Following several notable alterations to the Church of Jesus Christ of Latter-day Saints, its prophet, Russell Nelson, started the second of its two-day General Conference with another stunner.
"Visiting teaching," by women Mormons, and "home teaching," by male Latter-day Saints, is over, reported The Salt Lake Tribune.
Going forward, the church will have a "ministering" system, according to the Tribune.
Visiting and home teaching has seen women 18 and over, and males 12 and over, participate in monthly visits in assigned companionships to other members of their respective Mormon congregation. Organized similar to Mormon missionary visits, they took place at the other Mormons' homes.
The visits were supposed to have had a message involving Mormon doctrine.
Nelson was sustained Saturday at the conference as the 17th president of the church, and two new apostles were announced; both are from outside the United States.
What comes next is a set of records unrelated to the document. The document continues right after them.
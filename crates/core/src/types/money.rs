//! Monetary amounts using decimal arithmetic.
//!
//! Every price, discount, coupon and payment amount in the storefront is a
//! [`Money`]. The shop trades in a single currency, so no currency code is
//! carried; the display symbol comes from configuration.

use core::fmt;
use core::iter::Sum;
use core::ops::{Add, Sub};
use std::str::FromStr;

use rust_decimal::Decimal;
use serde::{Deserialize, Serialize};

/// An amount of money in the shop currency's standard unit (dollars, not cents).
///
/// Amounts may be negative: an order whose coupon exceeds its subtotal has a
/// negative total. Use [`Money::max_zero`] where a payable amount is needed.
#[derive(
    Debug, Clone, Copy, PartialEq, Eq, PartialOrd, Ord, Hash, Default, Serialize, Deserialize,
)]
#[serde(transparent)]
pub struct Money(Decimal);

impl Money {
    /// Zero.
    pub const ZERO: Self = Self(Decimal::ZERO);

    /// Wrap a decimal amount.
    #[must_use]
    pub const fn new(amount: Decimal) -> Self {
        Self(amount)
    }

    /// Build an amount from an integer number of cents.
    #[must_use]
    pub fn from_cents(cents: i64) -> Self {
        Self(Decimal::new(cents, 2))
    }

    /// The underlying decimal.
    #[must_use]
    pub const fn amount(&self) -> Decimal {
        self.0
    }

    /// Multiply by a line quantity.
    #[must_use]
    pub fn times(self, quantity: u32) -> Self {
        Self(self.0 * Decimal::from(quantity))
    }

    #[must_use]
    pub const fn is_zero(&self) -> bool {
        self.0.is_zero()
    }

    #[must_use]
    pub const fn is_negative(&self) -> bool {
        self.0.is_sign_negative() && !self.0.is_zero()
    }

    /// Clamp negative amounts to zero.
    #[must_use]
    pub fn max_zero(self) -> Self {
        if self.is_negative() { Self::ZERO } else { self }
    }

    /// Format with a currency symbol, e.g. `"$12.50"` or `"-$3.00"`.
    #[must_use]
    pub fn display_with(&self, symbol: &str) -> String {
        let rounded = self.0.round_dp(2);
        if rounded.is_sign_negative() && !rounded.is_zero() {
            format!("-{symbol}{:.2}", rounded.abs())
        } else {
            format!("{symbol}{:.2}", rounded.abs())
        }
    }
}

impl fmt::Display for Money {
    fn fmt(&self, f: &mut fmt::Formatter<'_>) -> fmt::Result {
        write!(f, "{:.2}", self.0.round_dp(2))
    }
}

impl FromStr for Money {
    type Err = rust_decimal::Error;

    fn from_str(s: &str) -> Result<Self, Self::Err> {
        Decimal::from_str(s.trim()).map(Self)
    }
}

impl From<Decimal> for Money {
    fn from(amount: Decimal) -> Self {
        Self(amount)
    }
}

impl From<Money> for Decimal {
    fn from(money: Money) -> Self {
        money.0
    }
}

impl Add for Money {
    type Output = Self;

    fn add(self, rhs: Self) -> Self {
        Self(self.0 + rhs.0)
    }
}

impl Sub for Money {
    type Output = Self;

    fn sub(self, rhs: Self) -> Self {
        Self(self.0 - rhs.0)
    }
}

impl Sum for Money {
    fn sum<I: Iterator<Item = Self>>(iter: I) -> Self {
        iter.fold(Self::ZERO, Add::add)
    }
}

impl<'a> Sum<&'a Self> for Money {
    fn sum<I: Iterator<Item = &'a Self>>(iter: I) -> Self {
        iter.copied().sum()
    }
}

// NUMERIC(10, 2) columns
#[cfg(feature = "postgres")]
impl sqlx::Type<sqlx::Postgres> for Money {
    fn type_info() -> sqlx::postgres::PgTypeInfo {
        <Decimal as sqlx::Type<sqlx::Postgres>>::type_info()
    }

    fn compatible(ty: &sqlx::postgres::PgTypeInfo) -> bool {
        <Decimal as sqlx::Type<sqlx::Postgres>>::compatible(ty)
    }
}

#[cfg(feature = "postgres")]
impl<'r> sqlx::Decode<'r, sqlx::Postgres> for Money {
    fn decode(value: sqlx::postgres::PgValueRef<'r>) -> Result<Self, sqlx::error::BoxDynError> {
        let amount = <Decimal as sqlx::Decode<sqlx::Postgres>>::decode(value)?;
        Ok(Self(amount))
    }
}

#[cfg(feature = "postgres")]
impl sqlx::Encode<'_, sqlx::Postgres> for Money {
    fn encode_by_ref(
        &self,
        buf: &mut sqlx::postgres::PgArgumentBuffer,
    ) -> Result<sqlx::encode::IsNull, sqlx::error::BoxDynError> {
        <Decimal as sqlx::Encode<sqlx::Postgres>>::encode_by_ref(&self.0, buf)
    }
}

#[cfg(test)]
#[allow(clippy::unwrap_used)]
mod tests {
    use super::*;

    fn money(s: &str) -> Money {
        s.parse().unwrap()
    }

    #[test]
    fn test_times_quantity() {
        assert_eq!(money("19.99").times(3), money("59.97"));
        assert_eq!(money("19.99").times(0), Money::ZERO);
    }

    #[test]
    fn test_sum() {
        let total: Money = [money("1.10"), money("2.20"), money("3.30")].iter().sum();
        assert_eq!(total, money("6.60"));
    }

    #[test]
    fn test_sub_can_go_negative() {
        let diff = money("5.00") - money("7.50");
        assert!(diff.is_negative());
        assert_eq!(diff.max_zero(), Money::ZERO);
    }

    #[test]
    fn test_zero_is_not_negative() {
        assert!(!Money::ZERO.is_negative());
        assert!(!(money("1.00") - money("1.00")).is_negative());
    }

    #[test]
    fn test_display() {
        assert_eq!(money("12.5").to_string(), "12.50");
        assert_eq!(money("12.5").display_with("$"), "$12.50");
        assert_eq!(money("-3").display_with("€"), "-€3.00");
    }

    #[test]
    fn test_from_cents() {
        assert_eq!(Money::from_cents(1999), money("19.99"));
    }

    #[test]
    fn test_serde_uses_string() {
        let json = serde_json::to_string(&money("10.25")).unwrap();
        assert_eq!(json, "\"10.25\"");
        let back: Money = serde_json::from_str(&json).unwrap();
        assert_eq!(back, money("10.25"));
    }
}
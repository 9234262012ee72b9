//! Request ID middleware for request tracing and correlation.
//!
//! Reuses the `x-request-id` set by an upstream proxy when it looks sane,
//! otherwise generates a UUID v4. The id is recorded on the request span,
//! tagged on the Sentry scope, stored as a [`RequestId`] extension, and
//! echoed back in the response headers.

use axum::{extract::Request, http::HeaderValue, middleware::Next, response::Response};
use tracing::Span;
use uuid::Uuid;

/// The HTTP header name for request IDs.
pub const REQUEST_ID_HEADER: &str = "x-request-id";

/// Upstream ids longer than this are replaced.
const MAX_REQUEST_ID_LENGTH: usize = 128;

/// The id assigned to the current request.
#[derive(Debug, Clone, PartialEq, Eq)]
pub struct RequestId(pub String);

/// Accept an upstream id only if it is short, printable ASCII.
fn accept_upstream(value: &str) -> Option<&str> {
    let ok = !value.is_empty()
        && value.len() <= MAX_REQUEST_ID_LENGTH
        && value.bytes().all(|b| b.is_ascii_graphic());
    ok.then_some(value)
}

/// Middleware that ensures every request has a request ID.
pub async fn request_id_middleware(mut request: Request, next: Next) -> Response {
    let request_id = request
        .headers()
        .get(REQUEST_ID_HEADER)
        .and_then(|h| h.to_str().ok())
        .and_then(accept_upstream)
        .map_or_else(|| Uuid::new_v4().to_string(), String::from);

    Span::current().record("request_id", request_id.as_str());

    sentry::configure_scope(|scope| {
        scope.set_tag("request_id", &request_id);
    });

    request
        .extensions_mut()
        .insert(RequestId(request_id.clone()));

    let mut response = next.run(request).await;

    if let Ok(value) = HeaderValue::from_str(&request_id) {
        response.headers_mut().insert(REQUEST_ID_HEADER, value);
    }

    response
}
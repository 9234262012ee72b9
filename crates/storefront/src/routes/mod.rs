//! HTTP route handlers for storefront.
//!
//! All handlers speak JSON.
//!
//! # Route Structure
//!
//! ```text
//! GET  /                              - Catalog (paginated)
//! GET  /product/{slug}                - Item detail
//!
//! # Cart (requires auth)
//! POST /add-to-cart/{slug}            - Add one unit
//! POST /remove-from-cart/{slug}       - Delete the item's line
//! POST /remove-item-from-cart/{slug}  - Remove one unit
//! GET  /order-summary                 - Open cart with totals
//!
//! # Checkout (requires auth)
//! GET  /checkout                      - Cart + country list
//! POST /checkout                      - Attach billing address
//! POST /add-coupon                    - Apply coupon code
//! GET  /payment                       - Amount due
//! POST /payment                       - Record payment, place order
//!
//! # Refunds
//! POST /request-refund                - Request a refund by reference code
//!
//! # Auth
//! POST /auth/register                 - Create account and log in
//! POST /auth/login                    - Log in
//! POST /auth/logout                   - Log out
//! GET  /auth/me                       - Current user
//! ```

pub mod auth;
pub mod cart;
pub mod checkout;
pub mod products;
pub mod refunds;

use axum::{
    Router,
    routing::{get, post},
};

use crate::state::AppState;
use crate::urls;

/// Create the auth routes router.
pub fn auth_routes() -> Router<AppState> {
    Router::new()
        .route("/register", post(auth::register))
        .route("/login", post(auth::login))
        .route("/logout", post(auth::logout))
        .route("/me", get(auth::me))
}

/// Create all routes for the storefront.
pub fn routes() -> Router<AppState> {
    Router::new()
        // Catalog
        .route(urls::HOME, get(products::index))
        .route(urls::PRODUCT, get(products::show))
        // Cart
        .route(urls::ADD_TO_CART, post(cart::add))
        .route(urls::REMOVE_FROM_CART, post(cart::remove))
        .route(urls::REMOVE_SINGLE_ITEM_FROM_CART, post(cart::remove_single))
        .route(urls::ORDER_SUMMARY, get(cart::order_summary))
        // Checkout
        .route(
            urls::CHECKOUT,
            get(checkout::checkout_page).post(checkout::checkout),
        )
        .route(urls::ADD_COUPON, post(checkout::add_coupon))
        .route(
            urls::PAYMENT,
            get(checkout::payment_page).post(checkout::payment),
        )
        // Refunds
        .route(urls::REQUEST_REFUND, post(refunds::request_refund))
        // Auth
        .nest("/auth", auth_routes())
}
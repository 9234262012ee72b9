//! Catalog choice fields: item category and badge label.
//!
//! Both are stored as short codes in the database and shown to customers by
//! their display name.

use serde::{Deserialize, Serialize};

/// Error returned when a stored code does not match any choice.
#[derive(thiserror::Error, Debug, Clone, PartialEq, Eq)]
#[error("invalid {field} code: {code:?}")]
pub struct ChoiceError {
    pub field: &'static str,
    pub code: String,
}

/// Item category.
#[derive(Debug, Clone, Copy, PartialEq, Eq, Hash, Serialize, Deserialize)]
#[serde(try_from = "String", into = "&'static str")]
pub enum Category {
    Shirt,
    SportsWear,
    Outwear,
}

impl Category {
    pub const ALL: [Self; 3] = [Self::Shirt, Self::SportsWear, Self::Outwear];

    /// Stored code (`S`, `SW`, `OW`).
    #[must_use]
    pub const fn code(self) -> &'static str {
        match self {
            Self::Shirt => "S",
            Self::SportsWear => "SW",
            Self::Outwear => "OW",
        }
    }

    #[must_use]
    pub const fn display_name(self) -> &'static str {
        match self {
            Self::Shirt => "Shirt",
            Self::SportsWear => "Sports wear",
            Self::Outwear => "Outwear",
        }
    }
}

impl std::fmt::Display for Category {
    fn fmt(&self, f: &mut std::fmt::Formatter<'_>) -> std::fmt::Result {
        f.write_str(self.display_name())
    }
}

impl std::str::FromStr for Category {
    type Err = ChoiceError;

    fn from_str(s: &str) -> Result<Self, Self::Err> {
        Self::ALL
            .into_iter()
            .find(|c| c.code() == s)
            .ok_or_else(|| ChoiceError {
                field: "category",
                code: s.to_owned(),
            })
    }
}

impl TryFrom<String> for Category {
    type Error = ChoiceError;

    fn try_from(value: String) -> Result<Self, Self::Error> {
        value.parse()
    }
}

impl From<Category> for &'static str {
    fn from(category: Category) -> Self {
        category.code()
    }
}

/// Badge shown on an item card.
#[derive(Debug, Clone, Copy, PartialEq, Eq, Hash, Serialize, Deserialize)]
#[serde(try_from = "String", into = "&'static str")]
pub enum Label {
    Primary,
    Secondary,
    Danger,
}

impl Label {
    pub const ALL: [Self; 3] = [Self::Primary, Self::Secondary, Self::Danger];

    /// Stored code (`P`, `S`, `D`).
    #[must_use]
    pub const fn code(self) -> &'static str {
        match self {
            Self::Primary => "P",
            Self::Secondary => "S",
            Self::Danger => "D",
        }
    }

    #[must_use]
    pub const fn display_name(self) -> &'static str {
        match self {
            Self::Primary => "primary",
            Self::Secondary => "secondary",
            Self::Danger => "danger",
        }
    }

    /// Badge colour class used by front-ends (same as the display name).
    #[must_use]
    pub const fn css_class(self) -> &'static str {
        self.display_name()
    }
}

impl std::fmt::Display for Label {
    fn fmt(&self, f: &mut std::fmt::Formatter<'_>) -> std::fmt::Result {
        f.write_str(self.display_name())
    }
}

impl std::str::FromStr for Label {
    type Err = ChoiceError;

    // Legacy rows stored primary as lowercase "p".
    fn from_str(s: &str) -> Result<Self, Self::Err> {
        let upper = s.to_ascii_uppercase();
        Self::ALL
            .into_iter()
            .find(|l| l.code() == upper)
            .ok_or_else(|| ChoiceError {
                field: "label",
                code: s.to_owned(),
            })
    }
}

impl TryFrom<String> for Label {
    type Error = ChoiceError;

    fn try_from(value: String) -> Result<Self, Self::Error> {
        value.parse()
    }
}

impl From<Label> for &'static str {
    fn from(label: Label) -> Self {
        label.code()
    }
}

#[cfg(test)]
#[allow(clippy::unwrap_used)]
mod tests {
    use super::*;

    #[test]
    fn test_category_codes_round_trip() {
        for category in Category::ALL {
            assert_eq!(category.code().parse::<Category>().unwrap(), category);
        }
    }

    #[test]
    fn test_category_display() {
        assert_eq!(Category::SportsWear.to_string(), "Sports wear");
    }

    #[test]
    fn test_category_unknown_code() {
        let err = "XL".parse::<Category>().unwrap_err();
        assert_eq!(err.field, "category");
        assert_eq!(err.to_string(), "invalid category code: \"XL\"");
    }

    #[test]
    fn test_label_accepts_legacy_lowercase_primary() {
        assert_eq!("p".parse::<Label>().unwrap(), Label::Primary);
        assert_eq!("D".parse::<Label>().unwrap(), Label::Danger);
        assert!("x".parse::<Label>().is_err());
    }

    #[test]
    fn test_serde_uses_codes() {
        assert_eq!(serde_json::to_string(&Category::Outwear).unwrap(), "\"OW\"");
        assert_eq!(serde_json::to_string(&Label::Secondary).unwrap(), "\"S\"");
        let label: Label = serde_json::from_str("\"S\"").unwrap();
        assert_eq!(label, Label::Secondary);
    }
}
//! Order repository: placed orders, lifecycle flags and order summaries.
//!
//! The open cart is handled by [`super::CartRepository`]; both share the row
//! mapping and summary loading defined here.

use chrono::{DateTime, Utc};
use sqlx::{PgConnection, PgPool};

use outfitter_core::{
    BillingAddressId, CartLine, Coupon, CouponId, Item, Order, OrderFlags, OrderId, OrderItem,
    OrderItemId, OrderSummary, Payment, PaymentId, RefCode, UserId,
};

use super::coupons::CouponRow;
use super::items::ItemRow;
use super::payments;
use super::{RepositoryError, conflict_on_unique, decode_column, decode_quantity};

/// Columns selected for every order query, in `OrderRow` order.
pub(crate) const ORDER_COLUMNS: &str = "o.id, o.user_id, o.ref_code, o.start_date, o.ordered_date, \
     o.ordered, o.being_delivered, o.received, o.refund_requested, o.refund_granted, \
     o.billing_address_id, o.payment_id, o.coupon_id";

#[derive(Debug, sqlx::FromRow)]
pub(crate) struct OrderRow {
    id: i32,
    user_id: i32,
    ref_code: Option<String>,
    start_date: DateTime<Utc>,
    ordered_date: Option<DateTime<Utc>>,
    ordered: bool,
    being_delivered: bool,
    received: bool,
    refund_requested: bool,
    refund_granted: bool,
    billing_address_id: Option<i32>,
    payment_id: Option<i32>,
    coupon_id: Option<i32>,
}

impl TryFrom<OrderRow> for Order {
    type Error = RepositoryError;

    fn try_from(row: OrderRow) -> Result<Self, Self::Error> {
        let ref_code = row
            .ref_code
            .map(|code| decode_column("ref_code", RefCode::parse(&code)))
            .transpose()?;

        Ok(Self {
            id: OrderId::new(row.id),
            user_id: UserId::new(row.user_id),
            ref_code,
            start_date: row.start_date,
            ordered_date: row.ordered_date,
            flags: OrderFlags {
                ordered: row.ordered,
                being_delivered: row.being_delivered,
                received: row.received,
                refund_requested: row.refund_requested,
                refund_granted: row.refund_granted,
            },
            billing_address_id: row.billing_address_id.map(BillingAddressId::new),
            payment_id: row.payment_id.map(PaymentId::new),
            coupon_id: row.coupon_id.map(CouponId::new),
        })
    }
}

#[derive(Debug, sqlx::FromRow)]
struct LineRow {
    line_id: i32,
    line_user_id: i32,
    quantity: i32,
    line_ordered: bool,
    #[sqlx(flatten)]
    item: ItemRow,
}

impl TryFrom<LineRow> for CartLine {
    type Error = RepositoryError;

    fn try_from(row: LineRow) -> Result<Self, Self::Error> {
        let item = Item::try_from(row.item)?;
        Ok(Self {
            order_item: OrderItem {
                id: OrderItemId::new(row.line_id),
                user_id: UserId::new(row.line_user_id),
                item_id: item.id,
                quantity: decode_quantity(row.quantity)?,
                ordered: row.line_ordered,
            },
            item,
        })
    }
}

/// Load the lines of an order, oldest first.
pub(crate) async fn fetch_lines(
    conn: &mut PgConnection,
    order_id: OrderId,
) -> Result<Vec<CartLine>, RepositoryError> {
    let rows = sqlx::query_as::<_, LineRow>(
        r"
        SELECT oi.id AS line_id, oi.user_id AS line_user_id, oi.quantity,
               oi.ordered AS line_ordered,
               i.id, i.title, i.price, i.discount_price, i.category, i.label,
               i.slug, i.description, i.image
        FROM storefront.order_order_item ooi
        JOIN storefront.order_item oi ON oi.id = ooi.order_item_id
        JOIN storefront.item i ON i.id = oi.item_id
        WHERE ooi.order_id = $1
        ORDER BY oi.id
        ",
    )
    .bind(order_id)
    .fetch_all(&mut *conn)
    .await?;

    rows.into_iter().map(CartLine::try_from).collect()
}

/// Load an order's lines and coupon into a summary.
pub(crate) async fn load_summary(
    conn: &mut PgConnection,
    order: Order,
) -> Result<OrderSummary, RepositoryError> {
    let lines = fetch_lines(conn, order.id).await?;

    let coupon = match order.coupon_id {
        Some(coupon_id) => sqlx::query_as::<_, CouponRow>(
            "SELECT id, code, amount FROM storefront.coupon WHERE id = $1",
        )
        .bind(coupon_id)
        .fetch_optional(&mut *conn)
        .await?
        .map(Coupon::from),
        None => None,
    };

    Ok(OrderSummary {
        order,
        lines,
        coupon,
    })
}

/// Persist the lifecycle flags of an order.
pub(crate) async fn save_flags(
    conn: &mut PgConnection,
    order_id: OrderId,
    flags: OrderFlags,
) -> Result<(), RepositoryError> {
    sqlx::query(
        r"
        UPDATE storefront.order
        SET ordered = $2, being_delivered = $3, received = $4,
            refund_requested = $5, refund_granted = $6
        WHERE id = $1
        ",
    )
    .bind(order_id)
    .bind(flags.ordered)
    .bind(flags.being_delivered)
    .bind(flags.received)
    .bind(flags.refund_requested)
    .bind(flags.refund_granted)
    .execute(&mut *conn)
    .await?;
    Ok(())
}

/// Fetch an order by reference code, locking it for the rest of the transaction.
pub(crate) async fn lock_by_ref_code(
    conn: &mut PgConnection,
    ref_code: &RefCode,
) -> Result<Order, RepositoryError> {
    let row = sqlx::query_as::<_, OrderRow>(&format!(
        "SELECT {ORDER_COLUMNS} FROM storefront.order o WHERE o.ref_code = $1 FOR UPDATE"
    ))
    .bind(ref_code.as_str())
    .fetch_optional(&mut *conn)
    .await?
    .ok_or(RepositoryError::NotFound)?;

    Order::try_from(row)
}

/// Repository for placed orders.
pub struct OrderRepository<'a> {
    pool: &'a PgPool,
}

impl<'a> OrderRepository<'a> {
    /// Create a new order repository.
    #[must_use]
    pub const fn new(pool: &'a PgPool) -> Self {
        Self { pool }
    }

    /// Get an order by ID.
    ///
    /// # Errors
    ///
    /// Returns `RepositoryError::Database` if the query fails.
    pub async fn get(&self, id: OrderId) -> Result<Option<Order>, RepositoryError> {
        let row = sqlx::query_as::<_, OrderRow>(&format!(
            "SELECT {ORDER_COLUMNS} FROM storefront.order o WHERE o.id = $1"
        ))
        .bind(id)
        .fetch_optional(self.pool)
        .await?;

        row.map(Order::try_from).transpose()
    }

    /// Get a placed order by its reference code.
    ///
    /// # Errors
    ///
    /// Returns `RepositoryError::Database` if the query fails.
    pub async fn get_by_ref_code(
        &self,
        ref_code: &RefCode,
    ) -> Result<Option<Order>, RepositoryError> {
        let row = sqlx::query_as::<_, OrderRow>(&format!(
            "SELECT {ORDER_COLUMNS} FROM storefront.order o WHERE o.ref_code = $1"
        ))
        .bind(ref_code.as_str())
        .fetch_optional(self.pool)
        .await?;

        row.map(Order::try_from).transpose()
    }

    /// Get an order with its lines and coupon.
    ///
    /// # Errors
    ///
    /// Returns `RepositoryError::NotFound` if the order doesn't exist.
    pub async fn summary(&self, id: OrderId) -> Result<OrderSummary, RepositoryError> {
        let order = self.get(id).await?.ok_or(RepositoryError::NotFound)?;
        let mut conn = self.pool.acquire().await?;
        load_summary(&mut conn, order).await
    }

    /// List a user's placed orders, most recent first.
    ///
    /// # Errors
    ///
    /// Returns `RepositoryError::Database` if the query fails.
    pub async fn list_placed_for_user(
        &self,
        user_id: UserId,
    ) -> Result<Vec<Order>, RepositoryError> {
        let rows = sqlx::query_as::<_, OrderRow>(&format!(
            r"
            SELECT {ORDER_COLUMNS}
            FROM storefront.order o
            WHERE o.user_id = $1 AND o.ordered
            ORDER BY o.ordered_date DESC, o.id DESC
            "
        ))
        .bind(user_id)
        .fetch_all(self.pool)
        .await?;

        rows.into_iter().map(Order::try_from).collect()
    }

    /// Pay for and place a user's open cart.
    ///
    /// Records a payment for the cart's amount due, flips every line to
    /// ordered and stamps the order with a fresh reference code and the
    /// current time, all in one transaction.
    ///
    /// # Errors
    ///
    /// Returns `RepositoryError::NotFound` if the user has no open cart.
    /// Returns `RepositoryError::Lifecycle` if the cart is empty or has no
    /// billing address.
    /// Returns `RepositoryError::Invalid` if the charge id is blank or too long.
    pub async fn place_order(
        &self,
        user_id: UserId,
        stripe_charge_id: &str,
    ) -> Result<(OrderSummary, Payment), RepositoryError> {
        let ref_code = RefCode::generate(&mut rand::rng());
        let now = Utc::now();

        let mut tx = self.pool.begin().await?;

        let row = sqlx::query_as::<_, OrderRow>(&format!(
            "SELECT {ORDER_COLUMNS} FROM storefront.order o \
             WHERE o.user_id = $1 AND NOT o.ordered FOR UPDATE"
        ))
        .bind(user_id)
        .fetch_optional(&mut *tx)
        .await?
        .ok_or(RepositoryError::NotFound)?;

        let mut summary = load_summary(&mut tx, Order::try_from(row)?).await?;

        let payment =
            payments::insert(&mut tx, stripe_charge_id, user_id, summary.amount_due(), now)
                .await?;

        summary
            .order
            .place(summary.lines.len(), payment.id, ref_code, now)?;

        sqlx::query(
            r"
            UPDATE storefront.order_item
            SET ordered = TRUE
            WHERE id IN (
                SELECT order_item_id FROM storefront.order_order_item WHERE order_id = $1
            )
            ",
        )
        .bind(summary.order.id)
        .execute(&mut *tx)
        .await?;

        for line in &mut summary.lines {
            line.order_item.ordered = true;
        }

        sqlx::query(
            r"
            UPDATE storefront.order
            SET ordered = TRUE, ordered_date = $2, payment_id = $3, ref_code = $4
            WHERE id = $1
            ",
        )
        .bind(summary.order.id)
        .bind(summary.order.ordered_date)
        .bind(summary.order.payment_id)
        .bind(summary.order.ref_code.as_ref().map(RefCode::as_str))
        .execute(&mut *tx)
        .await
        .map_err(|e| conflict_on_unique(e, "reference code"))?;

        tx.commit().await?;

        tracing::info!(
            order_id = %summary.order.id,
            payment_id = %payment.id,
            amount = %payment.amount,
            "order placed"
        );

        Ok((summary, payment))
    }

    /// Flag a placed order as handed to the carrier.
    ///
    /// # Errors
    ///
    /// Returns `RepositoryError::NotFound` for an unknown reference code and
    /// `RepositoryError::Lifecycle` if the order hasn't been placed.
    pub async fn mark_being_delivered(&self, ref_code: &RefCode) -> Result<Order, RepositoryError> {
        self.update_flags(ref_code, OrderFlags::mark_being_delivered)
            .await
    }

    /// Flag a placed order as received by the customer.
    ///
    /// # Errors
    ///
    /// Returns `RepositoryError::NotFound` for an unknown reference code and
    /// `RepositoryError::Lifecycle` if the order hasn't been placed.
    pub async fn mark_received(&self, ref_code: &RefCode) -> Result<Order, RepositoryError> {
        self.update_flags(ref_code, OrderFlags::mark_received).await
    }

    async fn update_flags(
        &self,
        ref_code: &RefCode,
        transition: fn(&mut OrderFlags) -> Result<(), outfitter_core::LifecycleError>,
    ) -> Result<Order, RepositoryError> {
        let mut tx = self.pool.begin().await?;
        let mut order = lock_by_ref_code(&mut tx, ref_code).await?;
        transition(&mut order.flags)?;
        save_flags(&mut tx, order.id, order.flags).await?;
        tx.commit().await?;

        tracing::info!(order_id = %order.id, stage = %order.stage(), "order updated");
        Ok(order)
    }
}
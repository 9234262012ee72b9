//! HTTP middleware stack for storefront.
//!
//! # Middleware Order (bottom to top in Router)
//!
//! 1. Sentry layer (capture errors)
//! 2. `TraceLayer` (request tracing)
//! 3. Request ID (add unique ID to each request)
//! 4. Session layer (tower-sessions with `PostgreSQL` store)

pub mod auth;
pub mod request_id;
pub mod session;

pub use auth::{OptionalUser, RequireUser, clear_current_user, set_current_user};
pub use request_id::request_id_middleware;
pub use session::create_session_layer;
In another announcement from the LDS Conference Center in Salt Lake City, the church's two priesthood organizations are being consolidated, reflecting a change across the world in church structure, as the Tribune reported.
Regarding the changes to visiting and home teaching, Nelson announced it Sunday afternoon.
Those in church hierarchy were "seeking a better way to minister to the spiritual and temporal needs of our people," Nelson said, according to the Tribune.
The leaders pulled from typical Mormon thought about gender, the Tribune reported.
"Effective ministering efforts are enabled by the innate gifts of the sisters … and by the incomparable power of the priesthood," Nelson said.